I'm really looking forward to picking up the next one.
== Spoilers ==
Spoiler
The ending felt like it didn't live up to what the book had put together – it felt like I, Robot (the movie) or any number of other sci-fi plots, when the book had developed a pretty interesting world and a unique economy and political system. Not only did the whole mind control thing feel like Will Smith battling robots, but the themes were echoed in the lead Erudite doing it all seemingly in the name of logic, and a number of other things. I hate to keep using a Will Smith mis-adaptation of Asimov as an example, especially since I know I've seen this storyline before, but it's all I'm coming up with right now. I'm fine with that plot, mostly - I enjoyed the movie, too, mostly – I just felt like the book set it up for more.

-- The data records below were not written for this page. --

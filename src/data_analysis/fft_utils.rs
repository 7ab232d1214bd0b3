// src/data_analysis/fft_utils.rs

use ndarray::Array1;
use realfft::num_complex::Complex64;
use realfft::{RealFftPlanner, RealToComplex};

use crate::error::{AnalysisError, AnalysisResult};

/// Computes the Fast Fourier Transform (FFT) of a real-valued signal.
/// Returns the non-redundant half of the spectrum (`n / 2 + 1` bins). Handles empty input.
pub fn fft_forward(data: &Array1<f64>) -> AnalysisResult<Array1<Complex64>> {
    if data.is_empty() {
        return Ok(Array1::zeros(0));
    }
    let planner = RealFftPlanner::<f64>::new().plan_fft_forward(data.len());
    forward_with_plan(&*planner, data)
}

fn forward_with_plan(
    plan: &dyn RealToComplex<f64>,
    data: &Array1<f64>,
) -> AnalysisResult<Array1<Complex64>> {
    let mut input = data.to_vec();
    let mut output = plan.make_output_vec();
    plan.process(&mut input, &mut output)
        .map_err(|err| AnalysisError::Fft {
            samples: data.len(),
            reason: err.to_string(),
        })?;
    Ok(Array1::from(output))
}

/// Magnitude of the full `n`-point DFT of a real signal, index 0 being DC.
///
/// Bins above `n / 2` are the conjugate mirror of the lower half, so their
/// magnitudes are copied from bin `n - k`.
pub fn magnitude_spectrum(data: &Array1<f64>) -> AnalysisResult<Array1<f64>> {
    let n = data.len();
    let half = fft_forward(data)?;
    if half.is_empty() {
        return Ok(Array1::zeros(0));
    }
    Ok(Array1::from_shape_fn(n, |k| {
        let bin = if k < half.len() { k } else { n - k };
        half[bin].norm()
    }))
}


// src/data_analysis/fft_utils.rs
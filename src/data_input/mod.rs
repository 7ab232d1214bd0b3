// src/data_input/mod.rs

pub mod log_parser;
pub mod segment;

// src/data_input/mod.rs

Beyond that, the book seemed to fall apart a little for other reasons here: you have trouble controlling divergents, and you decide the thing to do is send one you're probably controlling to be like the only guy in charge of your quest for Chicago domination? I don't know. I still liked it, and I'm excited to see what happens next, but I do think there was a lot of smarter stuff in the book before Roth had to conclude the first story arc.